Even jurors who aren’t enthusiastically pro-law enforcement may vote not to convict because of cops’ broad legal authority to kill. In the 1980s, the Supreme Court established that police officers are allowed to use deadly force if they believe their life or the lives of others are in danger — even if evidence shows that there was never any threat.

This standard can make prosecutors, who rely on cops to gather evidence, hesitant to move forward with a case that could complicate their professional relationships and is unlikely to succeed. And even if a prosecutor wants to pursue a case, they can face resistance getting evidence from the police, who often prioritize protecting their own. 

Given the way Chauvin killed Floyd, he could not make a convincing argument that he used force because he believed he was in imminent danger. Rather than making a split-second decision to fire his gun, Chauvin kneeled on Floyd’s neck for 9 minutes and 29 seconds while Floyd was unarmed and handcuffed, physically incapable of posing a threat.

During that time, Floyd told Chauvin he couldn’t breathe and cried out for his “Mama.” In videos, Chauvin appears calm while restraining Floyd, even as witnesses warned that Floyd had stopped moving and pleaded with the cops to get off of him. 

Both the Hennepin County medical examiner and doctors retained by Floyd’s family to conduct a private autopsy concluded the manner of his death was homicide. The county described the cause of death as “cardiopulmonary arrest complicating law enforcement subdual, restraint, and neck compression” and the private autopsy found the cause of death was mechanical asphyxia.
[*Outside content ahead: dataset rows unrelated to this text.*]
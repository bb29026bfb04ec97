//! Fuzz target: stored history decoding
//!
//! Feeds arbitrary bytes to the local store as the persisted history and
//! checks that decoding either fails cleanly with `Corrupted` or yields
//! records that survive a write/read cycle.
//!
//! cargo fuzz run fuzz_record_decode

#![no_main]

use geocheckin::adapters::kv::MemoryKv;
use geocheckin::adapters::local_store::LocalStore;
use geocheckin::app::ports::{HistoryStore, StorageError, StoragePort};
use libfuzzer_sys::fuzz_target;

fuzz_target!(|data: &[u8]| {
    let mut kv = MemoryKv::new();
    kv.write("geocheckin", "checkins", data).unwrap();
    let mut store = LocalStore::new(kv);

    match store.list() {
        Ok(records) => {
            // Re-append into a fresh store; order must survive.
            let mut fresh = LocalStore::new(MemoryKv::new());
            for record in records.iter().rev() {
                fresh.append(record.clone()).unwrap();
            }
            assert_eq!(fresh.list().unwrap().len(), records.len());
            store.clear().unwrap();
            assert!(store.list().unwrap().is_empty());
        }
        Err(e) => assert_eq!(e, StorageError::Corrupted),
    }
});
//! Service configuration parameters
//!
//! Tunables and shared codes for the check-in service.  Codes are never
//! compiled in: they come from a config file or the environment and are
//! injected into the access verifier at startup.

use core::fmt;

use serde::{Deserialize, Serialize};

use crate::app::ports::ConfigError;

/// Longest accepted access code, in bytes.
pub const MAX_CODE_LEN: usize = 128;

/// Core service configuration
#[derive(Clone, Serialize, Deserialize)]
#[serde(default)]
pub struct ServiceConfig {
    // --- Access ---
    /// Code shared in the check-in link.
    pub checkin_code: String,
    /// Code guarding workspace setup and history.
    pub admin_code: String,
    /// Sustained code-verification attempts per second.
    pub auth_attempts_per_sec: u32,
    /// Burst capacity of the attempt limiter.
    pub auth_burst: u32,

    // --- Storage ---
    /// Conditional-write attempts before a history update gives up.
    pub append_retries: u32,
}

impl Default for ServiceConfig {
    fn default() -> Self {
        Self {
            // Access
            checkin_code: String::new(),
            admin_code: String::new(),
            auth_attempts_per_sec: 10,
            auth_burst: 10,

            // Storage
            append_retries: 8,
        }
    }
}

impl fmt::Debug for ServiceConfig {
    fn fmt(&self, f: &mut fmt::Formatter<'_>) -> fmt::Result {
        f.debug_struct("ServiceConfig")
            .field("checkin_code", &"<redacted>")
            .field("admin_code", &"<redacted>")
            .field("auth_attempts_per_sec", &self.auth_attempts_per_sec)
            .field("auth_burst", &self.auth_burst)
            .field("append_retries", &self.append_retries)
            .finish()
    }
}

/// Range-check every field.  Invalid values are rejected, never clamped.
pub fn validate_config(cfg: &ServiceConfig) -> Result<(), ConfigError> {
    if cfg.checkin_code.trim().is_empty() {
        return Err(ConfigError::ValidationFailed("checkin_code must be set"));
    }
    if cfg.admin_code.trim().is_empty() {
        return Err(ConfigError::ValidationFailed("admin_code must be set"));
    }
    if cfg.checkin_code.len() > MAX_CODE_LEN || cfg.admin_code.len() > MAX_CODE_LEN {
        return Err(ConfigError::ValidationFailed(
            "codes must be at most 128 bytes",
        ));
    }
    if !(1..=1000).contains(&cfg.auth_attempts_per_sec) {
        return Err(ConfigError::ValidationFailed(
            "auth_attempts_per_sec must be 1–1000",
        ));
    }
    if !(1..=1000).contains(&cfg.auth_burst) {
        return Err(ConfigError::ValidationFailed("auth_burst must be 1–1000"));
    }
    if !(1..=256).contains(&cfg.append_retries) {
        return Err(ConfigError::ValidationFailed(
            "append_retries must be 1–256",
        ));
    }
    Ok(())
}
Even after it became clear that Floyd was unresponsive, Chauvin made no effort to save his life. Instead, he continued kneeling on Floyd’s neck. Derek Smith, the paramedic who took Floyd to the hospital, testified at trial that Chauvin was still pressing down on Floyd’s neck as Smith checked for a pulse and was unable to detect one. The police officer didn’t let up even when Floyd appeared to be dead. 

“This is not an anti-police prosecution, it’s a pro-police prosecution,” prosecutor Steven Schleicher said in his closing remarks. But Chauvin’s behavior was not unusual. The white police officer acted as if his job empowered him to exert any level of force over a Black man until he submitted completely, even if it resulted in the man’s death.